### YOUR TASK:
This exercise asks for every record to be output again exactly.

Dataset entries
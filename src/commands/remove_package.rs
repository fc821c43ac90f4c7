//! `archive-admin remove-package`: request deletion of publications.

use std::process;

use anyhow::{Context, Result};
use clap::Args;
use tracing::warn;

use super::{confirm, connect, fail, find_source, open_suite};
use crate::cli::Cli;
use crate::color::ColorScheme;
use crate::launchpad::{Archive, BinaryQuery, DistroSeries, LaunchpadApi, Suite};

#[derive(Debug, Clone, Args)]
pub struct RemovePackageArgs {
  /// Package names (sources unless --binary)
  #[arg(required = true, value_name = "PACKAGE")]
  pub packages: Vec<String>,

  /// Archive to remove from
  #[arg(long, default_value = "ubuntu", value_name = "ARCHIVE")]
  pub archive: String,

  /// Suite to remove from, e.g. noble-proposed
  #[arg(short = 's', long, value_name = "SUITE")]
  pub suite: Suite,

  /// Reason recorded with the removal
  #[arg(short = 'm', long = "removal-comment", value_name = "COMMENT")]
  pub removal_comment: String,

  /// Treat names as binary packages
  #[arg(long, conflicts_with = "source_only")]
  pub binary: bool,

  /// Remove only the source, keeping its binaries
  #[arg(long)]
  pub source_only: bool,

  /// Only remove this version
  #[arg(long = "version", value_name = "VERSION")]
  pub package_version: Option<String>,
}

impl RemovePackageArgs {
  pub fn validate(&self) -> Result<(), String> {
    if self.removal_comment.trim().is_empty() {
      return Err("A removal comment is required".to_string());
    }
    Ok(())
  }
}

/// A publication selected for deletion.
#[derive(Debug, Clone, PartialEq, Eq)]
pub struct RemovalTarget {
  pub link: String,
  /// `name version` plus the architecture for binaries.
  pub description: String,
}

#[derive(Debug, Default)]
pub struct RemovalPlan {
  pub targets: Vec<RemovalTarget>,
  pub missing: Vec<String>,
}

fn is_live(status: &str) -> bool {
  matches!(status, "Published" | "Pending")
}

async fn plan_source(
  api: &dyn LaunchpadApi,
  archive: &Archive,
  series: &DistroSeries,
  args: &RemovePackageArgs,
  name: &str,
  plan: &mut RemovalPlan,
) -> Result<()> {
  let found = find_source(
    api,
    archive,
    series,
    args.suite.pocket,
    name,
    args.package_version.as_deref(),
  )
  .await?;
  let Some(source) = found else {
    warn!("{name} is not published in {}/{}", args.archive, args.suite);
    plan.missing.push(name.to_string());
    return Ok(());
  };

  plan.targets.push(RemovalTarget {
    link: source.self_link.clone(),
    description: format!("{} {}", source.source_package_name, source.source_package_version),
  });

  if !args.source_only {
    let binaries = api
      .get_publication_binaries(&source)
      .await
      .with_context(|| format!("Failed to list binaries of {name}"))?;
    for binary in binaries.iter().filter(|b| is_live(&b.status)) {
      plan.targets.push(RemovalTarget {
        link: binary.self_link.clone(),
        description: format!(
          "{} {} [{}]",
          binary.binary_package_name,
          binary.binary_package_version,
          binary.architecture()
        ),
      });
    }
  }
  Ok(())
}

async fn plan_binary(
  api: &dyn LaunchpadApi,
  archive: &Archive,
  series: &DistroSeries,
  args: &RemovePackageArgs,
  name: &str,
  plan: &mut RemovalPlan,
) -> Result<()> {
  let query = BinaryQuery {
    binary_name: Some(name.to_string()),
    version: args.package_version.clone(),
    exact_match: true,
    distro_arch_series_link: None,
    pocket: Some(args.suite.pocket),
    status: Some("Published".to_string()),
  };
  let series_prefix = format!("{}/", series.self_link.trim_end_matches('/'));
  let binaries: Vec<_> = api
    .get_published_binaries(archive, &query)
    .await?
    .into_iter()
    .filter(|b| b.distro_arch_series_link.starts_with(&series_prefix))
    .collect();

  if binaries.is_empty() {
    warn!("{name} is not published in {}/{}", args.archive, args.suite);
    plan.missing.push(name.to_string());
  }
  for binary in binaries {
    plan.targets.push(RemovalTarget {
      description: format!(
        "{} {} [{}]",
        binary.binary_package_name,
        binary.binary_package_version,
        binary.architecture()
      ),
      link: binary.self_link,
    });
  }
  Ok(())
}

/// Resolve the publications to delete.
pub async fn plan_removal(api: &dyn LaunchpadApi, args: &RemovePackageArgs) -> Result<RemovalPlan> {
  let (archive, series) = open_suite(api, &args.archive, &args.suite).await?;
  let mut plan = RemovalPlan::default();
  for name in &args.packages {
    if args.binary {
      plan_binary(api, &archive, &series, args, name, &mut plan).await?;
    } else {
      plan_source(api, &archive, &series, args, name, &mut plan).await?;
    }
  }
  Ok(plan)
}

pub async fn execute_removal(api: &dyn LaunchpadApi, plan: &RemovalPlan, comment: &str) -> Result<usize> {
  for target in &plan.targets {
    api
      .request_deletion(&target.link, comment)
      .await
      .with_context(|| format!("Failed to remove {}", target.description))?;
  }
  Ok(plan.targets.len())
}

pub(crate) async fn handle_remove_package_command(args: &RemovePackageArgs, cli: &Cli, colors: &ColorScheme) {
  let client = connect(cli, colors);
  let plan = match plan_removal(&client, args).await {
    Ok(plan) => plan,
    Err(e) => fail(colors, "Failed to find publications", e, 1),
  };

  if plan.targets.is_empty() {
    eprintln!("{} {}", colors.error("✗"), colors.error("Nothing to remove"));
    process::exit(1);
  }

  println!(
    "{} {}/{}:",
    colors.emphasis("Removing packages from"),
    args.archive,
    args.suite
  );
  for target in &plan.targets {
    println!("  {}", target.description);
  }
  println!("{}: {}", colors.emphasis("Comment"), args.removal_comment);

  if cli.behavior.dry_run {
    println!("{}", colors.dimmed("Dry run; nothing removed."));
    return;
  }
  if !cli.behavior.yes && !confirm("Remove?") {
    return;
  }

  match execute_removal(&client, &plan, &args.removal_comment).await {
    Ok(count) => println!("{} {} publications removed", colors.success("✓"), colors.number(count)),
    Err(e) => fail(colors, "Removal failed", e, 1),
  }
  if !plan.missing.is_empty() {
    process::exit(1);
  }
}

### RESPONSE FOR THIS EXERCISE:
filename src/commands/remove_package.rs
repository fc821c43ac90f4c7
//! `archive-admin remove-package`: request deletion of publications.

use std::process;

use anyhow::{Context, Result};
use clap::Args;
use tracing::warn;

use super::{confirm, connect, fail, find_source, open_suite};
use crate::cli::Cli;
use crate::color::ColorScheme;
use crate::launchpad::{Archive, BinaryQuery, DistroSeries, LaunchpadApi, Suite};

#[derive(Debug, Clone, Args)]
pub struct RemovePackageArgs {
  /// Package names (sources unless --binary)
  #[arg(required = true, value_name = "PACKAGE")]
  pub packages: Vec<String>,

  /// Archive to remove from
  #[arg(long, default_value = "ubuntu", value_name = "ARCHIVE")]
  pub archive: String,

  /// Suite to remove from, e.g. noble-proposed
  #[arg(short = 's', long, value_name = "SUITE")]
  pub suite: Suite,

  /// Reason recorded with the removal
  #[arg(short = 'm', long = "removal-comment", value_name = "COMMENT")]
  pub removal_comment: String,

  /// Treat names as binary packages
  #[arg(long, conflicts_with = "source_only")]
  pub binary: bool,

  /// Remove only the source, keeping its binaries
  #[arg(long)]
  pub source_only: bool,

  /// Only remove this version
  #[arg(long = "version", value_name = "VERSION")]
  pub package_version: Option<String>,
}

impl RemovePackageArgs {
  pub fn validate(&self) -> Result<(), String> {
    if self.removal_comment.trim().is_empty() {
      return Err("A removal comment is required".to_string());
    }
    Ok(())
  }
}

/// A publication selected for deletion.
#[derive(Debug, Clone, PartialEq, Eq)]
pub struct RemovalTarget {
  pub link: String,
  /// `name version` plus the architecture for binaries.
  pub description: String,
}

#[derive(Debug, Default)]
pub struct RemovalPlan {
  pub targets: Vec<RemovalTarget>,
  pub missing: Vec<String>,
}

fn is_live(status: &str) -> bool {
  matches!(status, "Published" | "Pending")
}

async fn plan_source(
  api: &dyn LaunchpadApi,
  archive: &Archive,
  series: &DistroSeries,
  args: &RemovePackageArgs,
  name: &str,
  plan: &mut RemovalPlan,
) -> Result<()> {
  let found = find_source(
    api,
    archive,
    series,
    args.suite.pocket,
    name,
    args.package_version.as_deref(),
  )
  .await?;
  let Some(source) = found else {
    warn!("{name} is not published in {}/{}", args.archive, args.suite);
    plan.missing.push(name.to_string());
    return Ok(());
  };

  plan.targets.push(RemovalTarget {
    link: source.self_link.clone(),
    description: format!("{} {}", source.source_package_name, source.source_package_version),
  });

  if !args.source_only {
    let binaries = api
      .get_publication_binaries(&source)
      .await
      .with_context(|| format!("Failed to list binaries of {name}"))?;
    for binary in binaries.iter().filter(|b| is_live(&b.status)) {
      plan.targets.push(RemovalTarget {
        link: binary.self_link.clone(),
        description: format!(
          "{} {} [{}]",
          binary.binary_package_name,
          binary.binary_package_version,
          binary.architecture()
        ),
      });
    }
  }
  Ok(())
}

async fn plan_binary(
  api: &dyn LaunchpadApi,
  archive: &Archive,
  series: &DistroSeries,
  args: &RemovePackageArgs,
  name: &str,
  plan: &mut RemovalPlan,
) -> Result<()> {
  let query = BinaryQuery {
    binary_name: Some(name.to_string()),
    version: args.package_version.clone(),
    exact_match: true,
    distro_arch_series_link: None,
    pocket: Some(args.suite.pocket),
    status: Some("Published".to_string()),
  };
  let series_prefix = format!("{}/", series.self_link.trim_end_matches('/'));
  let binaries: Vec<_> = api
    .get_published_binaries(archive, &query)
    .await?
    .into_iter()
    .filter(|b| b.distro_arch_series_link.starts_with(&series_prefix))
    .collect();

  if binaries.is_empty() {
    warn!("{name} is not published in {}/{}", args.archive, args.suite);
    plan.missing.push(name.to_string());
  }
  for binary in binaries {
    plan.targets.push(RemovalTarget {
      description: format!(
        "{} {} [{}]",
        binary.binary_package_name,
        binary.binary_package_version,
        binary.architecture()
      ),
      link: binary.self_link,
    });
  }
  Ok(())
}

/// Resolve the publications to delete.
pub async fn plan_removal(api: &dyn LaunchpadApi, args: &RemovePackageArgs) -> Result<RemovalPlan> {
  let (archive, series) = open_suite(api, &args.archive, &args.suite).await?;
  let mut plan = RemovalPlan::default();
  for name in &args.packages {
    if args.binary {
      plan_binary(api, &archive, &series, args, name, &mut plan).await?;
    } else {
      plan_source(api, &archive, &series, args, name, &mut plan).await?;
    }
  }
  Ok(plan)
}

pub async fn execute_removal(api: &dyn LaunchpadApi, plan: &RemovalPlan, comment: &str) -> Result<usize> {
  for target in &plan.targets {
    api
      .request_deletion(&target.link, comment)
      .await
      .with_context(|| format!("Failed to remove {}", target.description))?;
  }
  Ok(plan.targets.len())
}

pub(crate) async fn handle_remove_package_command(args: &RemovePackageArgs, cli: &Cli, colors: &ColorScheme) {
  let client = connect(cli, colors);
  let plan = match plan_removal(&client, args).await {
    Ok(plan) => plan,
    Err(e) => fail(colors, "Failed to find publications", e, 1),
  };

  if plan.targets.is_empty() {
    eprintln!("{} {}", colors.error("✗"), colors.error("Nothing to remove"));
    process::exit(1);
  }

  println!(
    "{} {}/{}:",
    colors.emphasis("Removing packages from"),
    args.archive,
    args.suite
  );
  for target in &plan.targets {
    println!("  {}", target.description);
  }
  println!("{}: {}", colors.emphasis("Comment"), args.removal_comment);

  if cli.behavior.dry_run {
    println!("{}", colors.dimmed("Dry run; nothing removed."));
    return;
  }
  if !cli.behavior.yes && !confirm("Remove?") {
    return;
  }

  match execute_removal(&client, &plan, &args.removal_comment).await {
    Ok(count) => println!("{} {} publications removed", colors.success("✓"), colors.number(count)),
    Err(e) => fail(colors, "Removal failed", e, 1),
  }
  if !plan.missing.is_empty() {
    process::exit(1);
  }
}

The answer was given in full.